• Work request: In this material, which lines include the string "spreadsheet"? Show them.

• Record set:
>>>
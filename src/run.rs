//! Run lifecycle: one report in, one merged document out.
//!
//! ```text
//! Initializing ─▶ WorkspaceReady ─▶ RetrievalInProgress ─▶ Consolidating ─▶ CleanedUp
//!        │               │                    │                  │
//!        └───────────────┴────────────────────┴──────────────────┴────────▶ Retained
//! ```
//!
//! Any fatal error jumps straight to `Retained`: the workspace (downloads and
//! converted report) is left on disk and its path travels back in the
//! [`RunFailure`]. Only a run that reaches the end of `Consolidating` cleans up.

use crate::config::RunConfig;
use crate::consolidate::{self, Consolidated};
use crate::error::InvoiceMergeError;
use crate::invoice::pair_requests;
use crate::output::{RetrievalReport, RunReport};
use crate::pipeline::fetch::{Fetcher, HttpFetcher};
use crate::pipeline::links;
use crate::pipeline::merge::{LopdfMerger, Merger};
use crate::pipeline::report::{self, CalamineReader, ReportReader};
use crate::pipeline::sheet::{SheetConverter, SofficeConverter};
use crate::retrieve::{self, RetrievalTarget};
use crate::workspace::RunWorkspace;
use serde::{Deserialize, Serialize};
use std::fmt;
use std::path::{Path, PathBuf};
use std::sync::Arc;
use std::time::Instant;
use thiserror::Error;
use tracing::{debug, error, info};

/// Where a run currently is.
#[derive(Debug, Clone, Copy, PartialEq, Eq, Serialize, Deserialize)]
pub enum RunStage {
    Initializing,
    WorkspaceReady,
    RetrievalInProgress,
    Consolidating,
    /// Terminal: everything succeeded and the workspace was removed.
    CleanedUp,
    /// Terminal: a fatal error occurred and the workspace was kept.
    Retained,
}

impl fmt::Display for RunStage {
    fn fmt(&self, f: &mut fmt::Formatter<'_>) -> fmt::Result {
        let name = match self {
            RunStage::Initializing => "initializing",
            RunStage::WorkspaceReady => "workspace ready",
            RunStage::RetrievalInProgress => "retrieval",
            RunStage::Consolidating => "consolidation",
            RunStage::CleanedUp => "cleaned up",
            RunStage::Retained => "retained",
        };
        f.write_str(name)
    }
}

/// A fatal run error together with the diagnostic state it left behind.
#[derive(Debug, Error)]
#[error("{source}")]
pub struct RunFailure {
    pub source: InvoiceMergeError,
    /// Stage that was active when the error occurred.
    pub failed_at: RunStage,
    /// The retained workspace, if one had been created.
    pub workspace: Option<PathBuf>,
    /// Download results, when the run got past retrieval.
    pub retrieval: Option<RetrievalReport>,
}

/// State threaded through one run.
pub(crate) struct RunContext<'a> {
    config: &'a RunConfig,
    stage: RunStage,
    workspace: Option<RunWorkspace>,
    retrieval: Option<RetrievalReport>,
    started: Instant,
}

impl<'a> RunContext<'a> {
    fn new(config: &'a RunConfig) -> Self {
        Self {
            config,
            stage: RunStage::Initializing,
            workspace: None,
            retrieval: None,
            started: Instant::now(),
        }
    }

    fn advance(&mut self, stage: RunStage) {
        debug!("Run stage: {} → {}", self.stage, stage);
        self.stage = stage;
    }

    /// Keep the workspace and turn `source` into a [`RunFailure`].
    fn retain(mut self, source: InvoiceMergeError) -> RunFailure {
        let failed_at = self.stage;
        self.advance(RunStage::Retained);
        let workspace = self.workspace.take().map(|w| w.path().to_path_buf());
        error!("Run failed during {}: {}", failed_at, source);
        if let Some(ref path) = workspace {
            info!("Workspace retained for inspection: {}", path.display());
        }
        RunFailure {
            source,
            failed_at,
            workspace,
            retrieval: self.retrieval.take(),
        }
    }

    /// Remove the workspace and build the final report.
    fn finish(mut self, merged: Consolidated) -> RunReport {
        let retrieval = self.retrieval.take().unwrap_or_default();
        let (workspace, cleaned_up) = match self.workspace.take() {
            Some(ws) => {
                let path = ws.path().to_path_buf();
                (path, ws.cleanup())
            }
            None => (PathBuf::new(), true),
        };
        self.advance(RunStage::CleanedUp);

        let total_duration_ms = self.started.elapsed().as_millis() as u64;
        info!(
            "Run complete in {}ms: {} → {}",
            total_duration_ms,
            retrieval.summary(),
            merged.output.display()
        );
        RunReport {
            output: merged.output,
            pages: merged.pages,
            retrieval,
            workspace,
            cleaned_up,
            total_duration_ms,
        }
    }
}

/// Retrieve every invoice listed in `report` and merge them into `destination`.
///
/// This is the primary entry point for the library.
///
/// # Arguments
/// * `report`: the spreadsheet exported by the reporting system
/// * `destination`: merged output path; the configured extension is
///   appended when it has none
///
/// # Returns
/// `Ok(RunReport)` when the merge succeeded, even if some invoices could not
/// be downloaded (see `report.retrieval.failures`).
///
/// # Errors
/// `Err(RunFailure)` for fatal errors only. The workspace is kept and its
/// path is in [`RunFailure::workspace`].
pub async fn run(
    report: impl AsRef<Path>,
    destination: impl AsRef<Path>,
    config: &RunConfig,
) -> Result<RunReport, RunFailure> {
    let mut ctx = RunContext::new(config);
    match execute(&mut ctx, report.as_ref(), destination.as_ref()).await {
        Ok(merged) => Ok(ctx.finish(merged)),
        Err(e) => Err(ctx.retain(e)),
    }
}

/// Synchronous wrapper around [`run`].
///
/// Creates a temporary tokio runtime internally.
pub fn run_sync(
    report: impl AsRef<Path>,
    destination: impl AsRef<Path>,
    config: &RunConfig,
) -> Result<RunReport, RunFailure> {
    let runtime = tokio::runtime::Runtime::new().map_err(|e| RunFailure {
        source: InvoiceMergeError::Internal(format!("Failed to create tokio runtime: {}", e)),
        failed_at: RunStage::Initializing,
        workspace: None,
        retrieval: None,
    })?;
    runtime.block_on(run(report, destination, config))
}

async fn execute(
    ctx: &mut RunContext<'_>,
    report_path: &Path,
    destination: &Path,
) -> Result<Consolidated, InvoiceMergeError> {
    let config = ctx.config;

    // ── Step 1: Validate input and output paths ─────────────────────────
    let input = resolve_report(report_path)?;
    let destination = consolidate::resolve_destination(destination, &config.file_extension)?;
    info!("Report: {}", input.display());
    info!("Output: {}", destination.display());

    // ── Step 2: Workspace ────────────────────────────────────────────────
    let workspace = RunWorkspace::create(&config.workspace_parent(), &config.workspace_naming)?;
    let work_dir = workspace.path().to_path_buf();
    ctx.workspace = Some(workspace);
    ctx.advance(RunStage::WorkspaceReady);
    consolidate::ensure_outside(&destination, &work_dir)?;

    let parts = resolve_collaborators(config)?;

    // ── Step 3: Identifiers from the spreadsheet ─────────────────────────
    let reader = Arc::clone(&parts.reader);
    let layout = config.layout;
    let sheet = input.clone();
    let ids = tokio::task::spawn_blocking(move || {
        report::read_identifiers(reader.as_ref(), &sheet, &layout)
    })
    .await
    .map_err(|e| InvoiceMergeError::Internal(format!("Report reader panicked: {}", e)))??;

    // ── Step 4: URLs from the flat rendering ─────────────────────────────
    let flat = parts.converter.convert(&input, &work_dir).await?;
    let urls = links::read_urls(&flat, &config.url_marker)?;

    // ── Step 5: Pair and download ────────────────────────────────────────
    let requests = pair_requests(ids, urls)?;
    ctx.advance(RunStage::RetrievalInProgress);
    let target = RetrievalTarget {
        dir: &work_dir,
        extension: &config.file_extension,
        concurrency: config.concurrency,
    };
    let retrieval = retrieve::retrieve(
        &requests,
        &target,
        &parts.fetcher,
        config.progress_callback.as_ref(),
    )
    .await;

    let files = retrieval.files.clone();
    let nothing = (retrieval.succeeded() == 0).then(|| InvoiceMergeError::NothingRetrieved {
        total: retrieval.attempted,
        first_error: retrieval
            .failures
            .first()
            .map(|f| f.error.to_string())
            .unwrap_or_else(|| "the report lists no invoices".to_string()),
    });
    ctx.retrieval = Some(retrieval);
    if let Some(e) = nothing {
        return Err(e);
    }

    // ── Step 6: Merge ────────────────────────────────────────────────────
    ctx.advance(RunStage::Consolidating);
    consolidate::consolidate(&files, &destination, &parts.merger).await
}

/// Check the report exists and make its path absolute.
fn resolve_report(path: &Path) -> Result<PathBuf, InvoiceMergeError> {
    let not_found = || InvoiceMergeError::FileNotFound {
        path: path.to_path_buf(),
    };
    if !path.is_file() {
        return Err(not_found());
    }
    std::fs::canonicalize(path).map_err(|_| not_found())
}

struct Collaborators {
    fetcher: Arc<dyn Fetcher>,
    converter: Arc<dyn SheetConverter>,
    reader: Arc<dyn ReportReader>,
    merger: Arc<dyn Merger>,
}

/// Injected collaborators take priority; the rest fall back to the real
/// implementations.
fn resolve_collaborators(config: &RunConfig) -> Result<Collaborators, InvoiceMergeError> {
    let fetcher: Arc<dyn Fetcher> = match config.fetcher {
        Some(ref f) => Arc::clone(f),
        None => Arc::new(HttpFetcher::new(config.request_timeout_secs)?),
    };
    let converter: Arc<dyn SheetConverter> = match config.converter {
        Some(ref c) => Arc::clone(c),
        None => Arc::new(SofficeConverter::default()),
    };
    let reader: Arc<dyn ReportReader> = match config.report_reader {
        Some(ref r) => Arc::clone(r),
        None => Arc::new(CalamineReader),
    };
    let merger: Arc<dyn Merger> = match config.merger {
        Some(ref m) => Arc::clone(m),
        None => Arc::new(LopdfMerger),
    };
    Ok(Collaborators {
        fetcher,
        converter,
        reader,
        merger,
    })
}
<<<
• Task output:
/// * `report`: the spreadsheet exported by the reporting system
    // ── Step 3: Identifiers from the spreadsheet ─────────────────────────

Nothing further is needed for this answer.